Posted by : Matthew Wild | On : August 12, 2009

On August 6, 2009, the New York Times reported that Major League Baseball granted an exclusive license to Topps for baseball cards.  To justify its legality under the antitrust laws, the MLB Executive Vice President is quoted as having relied on the recent Seventh Circuit decision in American Needle v. NFL, under review by the Supreme Court, which upheld a similar licensing scheme implemented by the NFL with respect to headwear (see September 4, 2008, February 24, 2009 and June 29, 2009 Posts).  In that case, the Seventh Circuit held that the NFL was shielded from liability under the Copperweld doctrine.  The Court reasoned that because “the teams share a vital economic interest in collectively promoting all of NFL football,” they could not conspire within the meaning of the antitrust laws when jointly marketing a license that no one time could sell by itself.  MLB’s reliance on American Needle might be unnecessary, however, in light of the Second Circuit’s decision in Major League Baseball Properties, Inc. v.
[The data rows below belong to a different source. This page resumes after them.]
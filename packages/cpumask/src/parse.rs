use std::str::FromStr;

use crate::{CpuId, CpuList, CpuRange, Error};

impl CpuList {
    /// Parses a CPU list in the textual format used by Linux, e.g. `0-9,32-35,40`.
    ///
    /// The format is a comma-separated sequence of items, each either a single CPU number or
    /// an inclusive `from-to` range. An empty input is an empty list. Whitespace is not
    /// allowed anywhere.
    ///
    /// The ranges are kept in the order they appear in the input; the parser does not sort or
    /// merge them. Use [`is_canonical()`][Self::is_canonical] to check the result if the input
    /// is not known to come from the operating system.
    ///
    /// # Errors
    ///
    /// Returns [`Error::InvalidSyntax`] if the input does not match the format or if a range
    /// has its start after its end.
    ///
    /// # Example
    ///
    /// ```
    /// use cpumask::CpuList;
    ///
    /// let list = CpuList::parse(b"1-42,666,1000-1001").unwrap();
    ///
    /// assert_eq!(list.to_string(), "1-42,666,1000-1001");
    /// ```
    pub fn parse(input: &[u8]) -> crate::Result<Self> {
        let mut tokenizer = Tokenizer::new(input);
        let mut ranges = Vec::new();

        if tokenizer.is_at_end() {
            return Ok(Self::new());
        }

        loop {
            let from = tokenizer.number()?;

            match tokenizer.next_byte() {
                None => {
                    ranges.push(CpuRange::single(from));
                    return Ok(Self::from_ranges(ranges));
                }
                Some(b',') => ranges.push(CpuRange::single(from)),
                Some(b'-') => {
                    let to = tokenizer.number()?;

                    if from > to {
                        return Err(Error::syntax(
                            format!("{from}-{to}").as_bytes(),
                            "range start must be <= end",
                        ));
                    }

                    ranges.push(CpuRange::new(from, to));

                    match tokenizer.next_byte() {
                        None => return Ok(Self::from_ranges(ranges)),
                        Some(b',') => {}
                        Some(_) => return Err(tokenizer.error_at_previous("expected ','")),
                    }
                }
                Some(_) => return Err(tokenizer.error_at_previous("expected '-' or ','")),
            }
        }
    }
}

impl FromStr for CpuList {
    type Err = Error;

    fn from_str(s: &str) -> Result<Self, Self::Err> {
        Self::parse(s.as_bytes())
    }
}

/// Single-pass cursor over the bytes of a CPU list.
struct Tokenizer<'a> {
    input: &'a [u8],
    position: usize,
}

impl<'a> Tokenizer<'a> {
    fn new(input: &'a [u8]) -> Self {
        Self { input, position: 0 }
    }

    fn is_at_end(&self) -> bool {
        self.position >= self.input.len()
    }

    fn rest(&self, from: usize) -> &'a [u8] {
        self.input.get(from..).unwrap_or_default()
    }

    fn next_byte(&mut self) -> Option<u8> {
        let byte = *self.input.get(self.position)?;
        self.position += 1;
        Some(byte)
    }

    /// Reads an unsigned decimal number that fits into a [`CpuId`].
    fn number(&mut self) -> crate::Result<CpuId> {
        let start = self.position;
        let mut value: CpuId = 0;

        while let Some(digit) = self.input.get(self.position).filter(|b| b.is_ascii_digit()) {
            value = value
                .checked_mul(10)
                .and_then(|value| value.checked_add(CpuId::from(digit - b'0')))
                .ok_or_else(|| Error::syntax(self.rest(start), "expected unsigned integer number"))?;

            self.position += 1;
        }

        if self.position == start {
            return Err(Error::syntax(
                self.rest(start),
                "expected unsigned integer number",
            ));
        }

        Ok(value)
    }

    fn error_at_previous(&self, problem: &str) -> Error {
        Error::syntax(self.rest(self.position.saturating_sub(1)), problem)
    }
}

#[cfg(test)]
#[cfg_attr(coverage_nightly, coverage(off))]
mod tests {
    use super::*;

    fn ranges(list: &CpuList) -> Vec<(CpuId, CpuId)> {
        list.ranges()
            .iter()
            .map(|range| (range.from(), range.to()))
            .collect()
    }

    #[test]
    fn parse_smoke_test() {
        assert_eq!(ranges(&"".parse().unwrap()), vec![]);
        assert_eq!(ranges(&"42".parse().unwrap()), vec![(42, 42)]);
        assert_eq!(ranges(&"42-666".parse().unwrap()), vec![(42, 666)]);
        assert_eq!(
            ranges(&"42,666".parse().unwrap()),
            vec![(42, 42), (666, 666)]
        );
        assert_eq!(
            ranges(&"1-42,666,1000-1001".parse().unwrap()),
            vec![(1, 42), (666, 666), (1000, 1001)]
        );
        assert_eq!(ranges(&"0-0".parse().unwrap()), vec![(0, 0)]);
        assert_eq!(
            ranges(&"4294967295".parse().unwrap()),
            vec![(CpuId::MAX, CpuId::MAX)]
        );
    }

    #[test]
    fn parse_keeps_given_order() {
        let list: CpuList = "9,1-3,2".parse().unwrap();

        assert_eq!(ranges(&list), vec![(9, 9), (1, 3), (2, 2)]);
        assert!(!list.is_canonical());
    }

    #[test]
    fn parse_bytes_with_trailing_newline_is_error() {
        // Callers reading procfs must strip the line terminator themselves.
        CpuList::parse(b"0-3\n").unwrap_err();
        CpuList::parse(b"0-3").unwrap();
    }

    #[test]
    fn parse_errors() {
        let cases = [
            ("abc", "abc", "expected unsigned integer number"),
            ("0abc", "abc", "expected '-' or ','"),
            ("1-z", "z", "expected unsigned integer number"),
            ("0-0abc", "abc", "expected ','"),
            ("1,", "", "expected unsigned integer number"),
            (",1", ",1", "expected unsigned integer number"),
            ("1-", "", "expected unsigned integer number"),
            ("1 ,2", " ,2", "expected '-' or ','"),
            ("3-1", "3-1", "range start must be <= end"),
            ("4294967296", "4294967296", "expected unsigned integer number"),
        ];

        for (input, expected_value, expected_problem) in cases {
            match input.parse::<CpuList>() {
                Err(Error::InvalidSyntax {
                    invalid_value,
                    problem,
                }) => {
                    assert_eq!(invalid_value, expected_value, "input {input:?}");
                    assert_eq!(problem, expected_problem, "input {input:?}");
                }
                other => panic!("unexpected result for {input:?}: {other:?}"),
            }
        }
    }

    #[test]
    fn emit_parse_round_trip() {
        for text in ["", "0", "1,2-42,666", "2-42,777-778"] {
            assert_eq!(text.parse::<CpuList>().unwrap().to_string(), text);
        }
    }
}
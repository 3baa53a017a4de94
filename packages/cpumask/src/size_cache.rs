use std::sync::atomic::{AtomicUsize, Ordering};
use std::sync::{Arc, LazyLock};

static PROCESS_WIDE: LazyLock<Arc<SizeCache>> = LazyLock::new(|| Arc::new(SizeCache::new()));

/// The smallest number of mask words known to hold the kernel's CPU affinity mask.
///
/// Affinity queries start probing with this many words and publish the size that worked, so
/// that later queries do not have to repeat the search. The value starts at 1 and never
/// decreases, even when many threads publish concurrently.
///
/// The value is only a sizing hint: a query that starts too small simply grows its buffer and
/// retries. Every [`AffinityChannel`][crate::AffinityChannel] created via
/// [`AffinityChannel::new()`][crate::AffinityChannel::new] shares the process-wide instance
/// returned by [`SizeCache::process_wide()`]; create your own instance to keep a channel
/// isolated from it.
#[derive(Debug)]
pub struct SizeCache {
    min_words: AtomicUsize,
}

impl SizeCache {
    /// Creates a cache that starts at one word.
    #[must_use]
    pub const fn new() -> Self {
        Self {
            min_words: AtomicUsize::new(1),
        }
    }

    /// The cache shared by all default affinity channels in this process.
    #[must_use]
    pub fn process_wide() -> Arc<Self> {
        Arc::clone(&PROCESS_WIDE)
    }

    /// The currently known sufficient mask size, in words.
    #[must_use]
    pub fn min_words(&self) -> usize {
        // Relaxed is enough because the value is only a hint and guards no other memory.
        self.min_words.load(Ordering::Relaxed)
    }

    /// Records that `words` words were enough to hold a mask.
    ///
    /// Returns `true` if this call raised the cached size. Returns `false` if the cache
    /// already held `words` or more, possibly because a concurrent caller got there first.
    pub fn grow_to(&self, words: usize) -> bool {
        let mut current = self.min_words.load(Ordering::Relaxed);

        while current < words {
            match self.min_words.compare_exchange_weak(
                current,
                words,
                Ordering::Relaxed,
                Ordering::Relaxed,
            ) {
                Ok(_) => return true,
                Err(actual) => current = actual,
            }
        }

        false
    }
}

impl Default for SizeCache {
    fn default() -> Self {
        Self::new()
    }
}
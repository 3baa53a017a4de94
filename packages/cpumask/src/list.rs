use std::cmp::{max, min};
use std::fmt::{self, Display};
use std::{iter, slice};

use itertools::Itertools;

use crate::{CpuId, CpuSet, Error};

/// An inclusive range of CPUs `from..=to`.
#[derive(Clone, Copy, Debug, Eq, Hash, PartialEq)]
pub struct CpuRange {
    from: CpuId,
    to: CpuId,
}

impl CpuRange {
    /// Creates the range `from..=to`.
    ///
    /// # Panics
    ///
    /// Panics if `from > to`.
    #[must_use]
    pub fn new(from: CpuId, to: CpuId) -> Self {
        assert!(
            from <= to,
            "invalid range {from}-{to}: start of range must not be after its end"
        );

        Self { from, to }
    }

    /// Creates a range consisting of a single CPU.
    #[must_use]
    pub const fn single(cpu: CpuId) -> Self {
        Self { from: cpu, to: cpu }
    }

    /// The lowest CPU in the range.
    #[must_use]
    pub const fn from(&self) -> CpuId {
        self.from
    }

    /// The highest CPU in the range.
    #[must_use]
    pub const fn to(&self) -> CpuId {
        self.to
    }

    /// Number of CPUs in the range. Never zero.
    #[must_use]
    #[expect(clippy::len_without_is_empty, reason = "a range is never empty")]
    pub fn len(&self) -> usize {
        (self.to - self.from) as usize + 1
    }

    /// Whether `cpu` is inside the range.
    #[must_use]
    pub const fn contains(&self, cpu: CpuId) -> bool {
        self.from <= cpu && cpu <= self.to
    }
}

impl Display for CpuRange {
    fn fmt(&self, f: &mut fmt::Formatter<'_>) -> fmt::Result {
        if self.from == self.to {
            write!(f, "{}", self.from)
        } else {
            write!(f, "{}-{}", self.from, self.to)
        }
    }
}

/// A set of CPUs stored as a list of inclusive ranges, the form used in human-readable output
/// such as `Cpus_allowed_list` in `/proc/self/status`.
///
/// A list is in canonical form when its ranges are increasing and do not overlap each other.
/// Lists produced by [`CpuSet::to_list()`] and [`overlap()`][Self::overlap] are always
/// canonical. Lists created from ranges or parsed from text keep the ranges exactly as given;
/// use [`is_canonical()`][Self::is_canonical] to check them before using operations that
/// require canonical form.
///
/// # Example
///
/// ```
/// use cpumask::CpuList;
///
/// let list: CpuList = "1-42,666,1000-1001".parse().unwrap();
///
/// assert_eq!(list.len(), 3);
/// assert_eq!(list.cpu_count(), 45);
/// assert_eq!(list.to_set().to_list(), list);
/// ```
#[derive(Clone, Debug, Default, Eq, Hash, PartialEq)]
pub struct CpuList {
    ranges: Vec<CpuRange>,
}

impl CpuList {
    /// Creates an empty list.
    #[must_use]
    pub const fn new() -> Self {
        Self { ranges: Vec::new() }
    }

    /// Creates a list from ranges, taken exactly as given.
    #[must_use]
    pub fn from_ranges(ranges: impl IntoIterator<Item = CpuRange>) -> Self {
        Self {
            ranges: ranges.into_iter().collect(),
        }
    }

    /// The ranges in the list, in the order they are stored.
    #[must_use]
    pub fn ranges(&self) -> &[CpuRange] {
        &self.ranges
    }

    /// Number of ranges in the list.
    #[must_use]
    pub fn len(&self) -> usize {
        self.ranges.len()
    }

    /// Whether the list has no ranges.
    #[must_use]
    pub fn is_empty(&self) -> bool {
        self.ranges.is_empty()
    }

    /// Number of CPUs in the list. Only meaningful for canonical lists; overlapping ranges
    /// are counted repeatedly.
    #[must_use]
    pub fn cpu_count(&self) -> usize {
        self.ranges.iter().map(CpuRange::len).sum()
    }

    /// Whether `cpu` is in any of the ranges.
    #[must_use]
    pub fn contains(&self, cpu: CpuId) -> bool {
        self.ranges.iter().any(|range| range.contains(cpu))
    }

    /// Iterates over the CPUs of all ranges, in the order the ranges are stored.
    pub fn cpus(&self) -> impl Iterator<Item = CpuId> + '_ {
        self.ranges.iter().flat_map(|range| range.from..=range.to)
    }

    /// Whether the ranges are increasing and do not overlap each other.
    #[must_use]
    pub fn is_canonical(&self) -> bool {
        self.ranges
            .iter()
            .tuple_windows()
            .all(|(lower, higher)| lower.to < higher.from)
    }

    /// Converts the list into the equivalent bitmask.
    ///
    /// The set carries no trailing all-zero words. Ranges are inserted from the last to the
    /// first, so for canonical lists the storage is sized once by the highest range.
    #[must_use]
    pub fn to_set(&self) -> CpuSet {
        let mut set = CpuSet::new();

        for range in self.ranges.iter().rev() {
            set.add_range(range.from, range.to);
        }

        set
    }

    /// Reports whether this list and `other` have at least one CPU in common.
    ///
    /// Both lists must be in canonical form. Checked only in debug builds; the result is
    /// meaningless otherwise.
    #[must_use]
    pub fn is_overlapping(&self, other: &Self) -> bool {
        self.intersections(other).next().is_some()
    }

    /// Returns the CPUs that are in both this list and `other`, as a canonical list.
    ///
    /// Both lists must be in canonical form. Checked only in debug builds; the result is
    /// meaningless otherwise.
    #[must_use]
    pub fn overlap(&self, other: &Self) -> Self {
        Self::from_ranges(self.intersections(other))
    }

    /// Merge-scans both lists, advancing whichever side has the range that ends first.
    fn intersections<'a>(&'a self, other: &'a Self) -> impl Iterator<Item = CpuRange> + 'a {
        debug_assert!(self.is_canonical(), "list {self} is not in canonical form");
        debug_assert!(other.is_canonical(), "list {other} is not in canonical form");

        let mut left = self.ranges.iter().peekable();
        let mut right = other.ranges.iter().peekable();

        iter::from_fn(move || {
            loop {
                let (a, b) = (*left.peek()?, *right.peek()?);

                let overlap = (a.to >= b.from && a.from <= b.to)
                    .then(|| CpuRange::new(max(a.from, b.from), min(a.to, b.to)));

                if a.to <= b.to {
                    left.next();
                } else {
                    right.next();
                }

                if overlap.is_some() {
                    return overlap;
                }
            }
        })
    }

    /// Removes the lowest CPU, returning it together with the list of remaining CPUs.
    ///
    /// The list must be in canonical form, so that its first range holds the lowest CPU.
    ///
    /// # Panics
    ///
    /// Panics if the list is empty. Use [`try_remove_lowest()`][Self::try_remove_lowest] if
    /// that is an expected situation.
    #[must_use]
    pub fn remove_lowest(&self) -> (CpuId, Self) {
        let Some((first, rest)) = self.ranges.split_first() else {
            panic!("cannot remove a CPU from an empty CPU list");
        };

        let mut remainder = Vec::with_capacity(self.ranges.len());

        if first.from < first.to {
            remainder.push(CpuRange::new(first.from + 1, first.to));
        }

        remainder.extend_from_slice(rest);

        (first.from, Self { ranges: remainder })
    }

    /// Removes the lowest CPU, returning it together with the list of remaining CPUs.
    ///
    /// # Errors
    ///
    /// Returns [`Error::PreconditionViolated`] if the list is empty.
    pub fn try_remove_lowest(&self) -> crate::Result<(CpuId, Self)> {
        if self.is_empty() {
            return Err(Error::precondition(
                "cannot remove a CPU from an empty CPU list".to_string(),
            ));
        }

        Ok(self.remove_lowest())
    }
}

impl Display for CpuList {
    fn fmt(&self, f: &mut fmt::Formatter<'_>) -> fmt::Result {
        write!(f, "{}", self.ranges.iter().format(","))
    }
}

impl From<&CpuSet> for CpuList {
    fn from(value: &CpuSet) -> Self {
        value.to_list()
    }
}

impl FromIterator<CpuRange> for CpuList {
    fn from_iter<T: IntoIterator<Item = CpuRange>>(iter: T) -> Self {
        Self::from_ranges(iter)
    }
}

impl<'a> IntoIterator for &'a CpuList {
    type Item = &'a CpuRange;
    type IntoIter = slice::Iter<'a, CpuRange>;

    fn into_iter(self) -> Self::IntoIter {
        self.ranges.iter()
    }
}

#[cfg(test)]
#[cfg_attr(coverage_nightly, coverage(off))]
mod tests {
    use static_assertions::assert_impl_all;

    use super::*;

    assert_impl_all!(CpuList: Send, Sync, Clone);
    assert_impl_all!(CpuRange: Send, Sync, Copy);

    fn list(text: &str) -> CpuList {
        text.parse().unwrap()
    }

    #[test]
    fn display() {
        let cases = [
            (vec![(1, 1), (2, 42), (666, 666)], "1,2-42,666"),
            (vec![(2, 42)], "2-42"),
            (vec![(2, 42), (777, 778)], "2-42,777-778"),
            (vec![], ""),
        ];

        for (pairs, expected) in cases {
            let list: CpuList = pairs
                .into_iter()
                .map(|(from, to)| CpuRange::new(from, to))
                .collect();

            assert_eq!(list.to_string(), expected);
        }
    }

    #[test]
    fn to_set() {
        assert_eq!(CpuList::new().to_set().to_string(), "");
        assert!(CpuList::new().to_set().words().is_empty());

        let set = list("3,5,666").to_set();

        assert_eq!(set.to_string(), "3,5,666");
        assert_eq!(set.word_count(), 11);
    }

    #[test]
    fn to_set_round_trip() {
        for text in ["0", "0-63", "0-64", "63-64", "1-42,666,1000-1001", "5,7,9,11"] {
            let list = list(text);

            assert_eq!(list.to_set().to_list(), list, "{text}");
        }
    }

    #[test]
    fn to_set_sets_exactly_the_listed_cpus() {
        let list = list("1-42,666,1000-1001");
        let set = list.to_set();

        for cpu in 0..1100 {
            assert_eq!(set.is_set(cpu), list.contains(cpu), "cpu {cpu}");
        }
    }

    #[test]
    fn is_overlapping() {
        let cases = [
            ("", "", false),
            ("1", "5", false),
            ("1-2", "5-7", false),
            ("5-7", "1-2", false),
            ("1,7,19", "3-5,6-8", true),
            ("3-5,6-8", "1,7,19", true),
            ("7", "1-3,5-999", true),
            ("1-3", "3-9", true),
            ("1-3", "", false),
        ];

        for (a, b, expected) in cases {
            assert_eq!(list(a).is_overlapping(&list(b)), expected, "{a} vs {b}");
        }
    }

    #[test]
    fn overlap() {
        let cases = [
            ("", "", ""),
            ("1-3", "5-7", ""),
            ("1-5", "3-9", "3-5"),
            ("1,7,19", "3-5,6-8", "7"),
            ("0-10,20-30", "5-25", "5-10,20-25"),
            ("0-100", "1,3,5-6,99-200", "1,3,5-6,99-100"),
        ];

        for (a, b, expected) in cases {
            let (a, b) = (list(a), list(b));

            let forward = a.overlap(&b);
            let backward = b.overlap(&a);

            assert_eq!(forward.to_string(), expected);
            assert_eq!(forward, backward);
            assert!(forward.is_canonical());
            assert_eq!(a.is_overlapping(&b), !forward.is_empty());
        }
    }

    #[test]
    fn overlap_matches_set_overlap() {
        let (a, b) = (list("0-70,100,129-140"), list("64-65,90-135"));

        assert_eq!(
            a.overlap(&b),
            a.to_set().overlap(&b.to_set()).to_list()
        );
    }

    #[test]
    fn remove_lowest() {
        let cases = [
            ("1,3", 1, "3"),
            ("1-2", 1, "2"),
            ("1-3", 1, "2-3"),
            ("5", 5, ""),
            ("0-1,5-6", 0, "1,5-6"),
        ];

        for (text, expected_cpu, expected_remainder) in cases {
            let original = list(text);
            let (cpu, remainder) = original.remove_lowest();

            assert_eq!(cpu, expected_cpu);
            assert_eq!(remainder.to_string(), expected_remainder);
            assert_eq!(original.to_string(), text);
        }
    }

    #[test]
    #[should_panic]
    fn remove_lowest_from_empty_is_panic() {
        _ = CpuList::new().remove_lowest();
    }

    #[test]
    fn try_remove_lowest() {
        assert!(matches!(
            CpuList::new().try_remove_lowest(),
            Err(Error::PreconditionViolated { .. })
        ));

        let (cpu, remainder) = list("4-5").try_remove_lowest().unwrap();

        assert_eq!(cpu, 4);
        assert_eq!(remainder.to_string(), "5");
    }

    #[test]
    fn is_canonical() {
        assert!(CpuList::new().is_canonical());
        assert!(list("1-3,4-5,9").is_canonical());
        assert!(!list("1-3,3-5").is_canonical());
        assert!(!list("5,1").is_canonical());
    }

    #[test]
    fn counting() {
        let list = list("0-9,32-35,40");

        assert_eq!(list.len(), 3);
        assert_eq!(list.cpu_count(), 15);
        assert_eq!(
            list.cpus().collect::<Vec<_>>(),
            vec![0, 1, 2, 3, 4, 5, 6, 7, 8, 9, 32, 33, 34, 35, 40]
        );
        assert!(list.contains(33));
        assert!(!list.contains(36));
    }

    #[test]
    fn range_basics() {
        let range = CpuRange::new(3, 7);

        assert_eq!(range.from(), 3);
        assert_eq!(range.to(), 7);
        assert_eq!(range.len(), 5);
        assert!(range.contains(3));
        assert!(range.contains(7));
        assert!(!range.contains(8));

        assert_eq!(CpuRange::single(9).len(), 1);
        assert_eq!(CpuRange::single(9).to_string(), "9");
        assert_eq!(range.to_string(), "3-7");
    }

    #[test]
    #[should_panic]
    fn reversed_range_is_panic() {
        _ = CpuRange::new(3, 1);
    }
}
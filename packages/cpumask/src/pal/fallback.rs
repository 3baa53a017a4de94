use std::io;

use crate::TaskId;
use crate::pal::Bindings;

/// Matches the Linux `EINVAL` code so the probing logic reads the same on every platform.
/// Never actually reported here.
pub(crate) const BUFFER_TOO_SMALL: i32 = 22;

/// Bindings for platforms without a task affinity API. Every call fails as unsupported.
#[derive(Debug, Default)]
pub(crate) struct BuildTargetBindings;

impl Bindings for BuildTargetBindings {
    fn sched_getaffinity(&self, _task: TaskId, _mask: &mut [u8]) -> Result<usize, io::Error> {
        Err(unsupported())
    }

    fn sched_setaffinity(&self, _task: TaskId, _mask: &[u8]) -> Result<(), io::Error> {
        Err(unsupported())
    }
}

fn unsupported() -> io::Error {
    io::Error::new(
        io::ErrorKind::Unsupported,
        "task CPU affinity is not supported on this platform",
    )
}

#[cfg(test)]
mod tests {
    use super::*;

    #[test]
    fn calls_are_unsupported() {
        let bindings = BuildTargetBindings;

        let error = bindings.sched_getaffinity(0, &mut [0; 8]).unwrap_err();
        assert_eq!(error.kind(), io::ErrorKind::Unsupported);

        let error = bindings.sched_setaffinity(0, &[1, 0, 0, 0, 0, 0, 0, 0]).unwrap_err();
        assert_eq!(error.kind(), io::ErrorKind::Unsupported);
    }
}
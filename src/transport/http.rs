use crate::error::TransportError;
use crate::query::options::{Metrics, QueryOptions};
use crate::query::response::ReportResponse;
use crate::transport::ReportingTransport;
use reqwest::blocking::Client;
use reqwest::StatusCode;
use std::time::Duration;

pub const DEFAULT_API_BASE_URL: &str = "https://www.googleapis.com/analytics/v3/data/ga";

/// Blocking HTTP client for the Core Reporting API.
///
/// Must be built and dropped outside an async context; the server runs every
/// report inside `spawn_blocking`.
pub struct HttpTransport {
    client: Client,
    base_url: String,
    access_token: Option<String>,
}

impl HttpTransport {
    pub fn new(
        base_url: impl Into<String>,
        access_token: Option<String>,
        timeout: Duration,
    ) -> Result<Self, TransportError> {
        let client = Client::builder()
            .timeout(timeout)
            .user_agent(concat!("mallard-reports/", env!("CARGO_PKG_VERSION")))
            .build()
            .map_err(|e| TransportError::Network(format!("failed to build HTTP client: {e}")))?;
        Ok(Self {
            client,
            base_url: base_url.into(),
            access_token,
        })
    }

    pub fn base_url(&self) -> &str {
        &self.base_url
    }
}

/// Query string for a report request: the fixed parameters followed by the
/// caller's options, verbatim.
pub fn query_params(
    view: &str,
    start_date: &str,
    end_date: &str,
    metrics: &Metrics,
    options: &QueryOptions,
) -> Vec<(String, String)> {
    let mut params = vec![
        ("ids".to_string(), view.to_string()),
        ("start-date".to_string(), start_date.to_string()),
        ("end-date".to_string(), end_date.to_string()),
        ("metrics".to_string(), metrics.to_string()),
    ];
    params.extend(options.iter().map(|(k, v)| (k.to_string(), v.to_string())));
    params
}

/// Map a non-success HTTP status to a transport error.
pub fn classify_status(status: StatusCode, body: &str) -> TransportError {
    let detail = format!("HTTP {}: {}", status.as_u16(), body.trim());
    match status {
        StatusCode::UNAUTHORIZED => TransportError::Authentication(detail),
        StatusCode::TOO_MANY_REQUESTS => TransportError::Quota(detail),
        StatusCode::FORBIDDEN => {
            let lower = body.to_ascii_lowercase();
            if lower.contains("quota") || lower.contains("ratelimit") || lower.contains("rate limit")
            {
                TransportError::Quota(detail)
            } else {
                TransportError::Authentication(detail)
            }
        }
        _ => TransportError::Network(detail),
    }
}

impl ReportingTransport for HttpTransport {
    fn fetch(
        &self,
        view: &str,
        start_date: &str,
        end_date: &str,
        metrics: &Metrics,
        options: &QueryOptions,
    ) -> Result<ReportResponse, TransportError> {
        let params = query_params(view, start_date, end_date, metrics, options);
        let mut request = self.client.get(&self.base_url).query(&params);
        if let Some(token) = &self.access_token {
            request = request.bearer_auth(token);
        }

        let response = request
            .send()
            .map_err(|e| TransportError::Network(e.to_string()))?;
        let status = response.status();
        if !status.is_success() {
            let body = response.text().unwrap_or_default();
            return Err(classify_status(status, &body));
        }

        tracing::debug!(view = %view, metrics = %metrics, "Report fetched");
        response
            .json::<ReportResponse>()
            .map_err(|e| TransportError::InvalidResponse(e.to_string()))
    }
}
Salvino, Inc., No. 06-1867 (2d Cir. Sept. 12, 2008) (see October 6, 2008 Post).  In that case, the Second Circuit upheld MLB’s exclusive licensing of team logos under the rule of reason.  Although it would be easier to obtain immunity under the Copperweld doctrine than litigate a full blown rule of reason case, the MLB should take comfort in the fact that two circuits would uphold the licensing scheme regardless of which rationale is applied.